My 10th visit to @ottoemezzobombana_macau , why ?
The food in the hands of @riccardolaperna is extremely thoughtful.
At times classical , at times ingenious , but primarily very clean and unpretentious. It’s the type of confident cooking that you can have again and again .
The service is second to none and oscillates between relaxed banter and professionalism. At some restaurants there are 1 or 2 such quality service professionals but at Bombana , you are having a good time no matter who you are interacting with . The whole team is terrific . On this occasion thanks to @urnotchloechen for being our primary host and sharing Shanghai coffee gems, and general food, wine and coffee wisdom .

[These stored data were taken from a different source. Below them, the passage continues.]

use std::fmt;

use base64::Engine as _;
use base64::engine::general_purpose;
use serde::{Deserialize, Serialize};
use uuid::Uuid;

#[derive(Debug, Clone, Copy, PartialEq, Eq, Hash)]
pub struct FileId(Uuid);

impl FileId {
    pub fn new() -> Self {
        Self(Uuid::new_v4())
    }

    pub fn from_uuid(uuid: Uuid) -> Self {
        Self(uuid)
    }

    pub fn as_uuid(&self) -> Uuid {
        self.0
    }
}

impl Default for FileId {
    fn default() -> Self {
        Self::new()
    }
}

impl fmt::Display for FileId {
    fn fmt(&self, f: &mut fmt::Formatter<'_>) -> fmt::Result {
        write!(f, "{}", self.0)
    }
}

/// A file picked by the user, held until the next send completes.
#[derive(Debug, Clone, PartialEq)]
pub struct UploadedFile {
    pub id: FileId,
    pub name: String,
    pub size: u64,
    pub mime_type: String,
    /// Either UTF-8 text or a `data:<mime>;base64,<payload>` URL.
    pub content: String,
}

/// How the content of an [`UploadedFile`] is carried.
#[derive(Debug, Clone, Copy, PartialEq, Eq)]
pub enum FilePayload<'a> {
    Text(&'a str),
    Base64(&'a str),
}

impl UploadedFile {
    pub fn new(name: String, size: u64, mime_type: String, content: String) -> Self {
        Self {
            id: FileId::new(),
            name,
            size,
            mime_type,
            content,
        }
    }

    pub fn payload(&self) -> FilePayload<'_> {
        match self.content.strip_prefix("data:") {
            Some(rest) => match rest.split_once(',') {
                Some((header, body)) if header.ends_with(";base64") => FilePayload::Base64(body),
                Some((_, body)) => FilePayload::Text(body),
                None => FilePayload::Text(&self.content),
            },
            None => FilePayload::Text(&self.content),
        }
    }

    /// Length of the payload as transmitted, without any data-URL header.
    pub fn encoded_len(&self) -> usize {
        match self.payload() {
            FilePayload::Text(text) | FilePayload::Base64(text) => text.len(),
        }
    }

    pub fn decode_bytes(&self) -> Result<Vec<u8>, base64::DecodeError> {
        match self.payload() {
            FilePayload::Text(text) => Ok(text.as_bytes().to_vec()),
            FilePayload::Base64(body) => {
                let compact: String = body.chars().filter(|c| !c.is_whitespace()).collect();
                general_purpose::STANDARD.decode(compact)
            }
        }
    }

    pub fn to_descriptor(&self) -> FileDescriptor {
        FileDescriptor {
            name: self.name.clone(),
            mime_type: self.mime_type.clone(),
            content: self.content.clone(),
            size: Some(self.size),
        }
    }
}

/// Wire shape of one `file_<i>` form field.
#[derive(Debug, Clone, PartialEq, Serialize, Deserialize)]
pub struct FileDescriptor {
    pub name: String,
    #[serde(rename = "type", default)]
    pub mime_type: String,
    #[serde(default)]
    pub content: String,
    #[serde(default, skip_serializing_if = "Option::is_none")]
    pub size: Option<u64>,
}

impl FileDescriptor {
    pub fn into_uploaded_file(self) -> UploadedFile {
        let size = self.size.unwrap_or(self.content.len() as u64);
        UploadedFile::new(self.name, size, self.mime_type, self.content)
    }
}

/// Builds a base64 data URL for binary content.
pub fn to_data_url(mime_type: &str, data: &[u8]) -> String {
    format!(
        "data:{};base64,{}",
        mime_type,
        general_purpose::STANDARD.encode(data)
    )
}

Dish of the night was an unexpected special from the kitchen . A vibrant and comforting asparagus risotto , the rice was spot on al dente , paired with creamy asparagus that was neither too creamy or starchy but somehow velvety. The smoked ham gave a perfect emphasis .
A quality starter was Wagyu shoulder tataki , paired with batons of white asparagus , carrot and zucchini brunoise , Parmesan crisp , black truffle , beef jus . The jus had great depth of flavour but remained very light .
At some point Chef Riccardo tapped me on the shoulder and suggested a small bowl of Tagliatelle Bolognese , it is a suggestion that is not likely to be met with a refusal . Whilst bolognese is not on the menu , it is apparently usually available as an unofficial kids menu option , but there is nothing childish about it. A terrific ragu is jam packed with umami flavour and served atop excellent egg tagliatelle.
Blue lobster was served with vegetable brunoise , a fistful of black truffle , and a water free lobster consommé. Confident assured dish .
After the world’s best pre dessert ( IYKYK), a pistachio millefeuille balanced with preserved lemon was a lovely end to a terrific meal .
Can’t wait to return for many more visits ….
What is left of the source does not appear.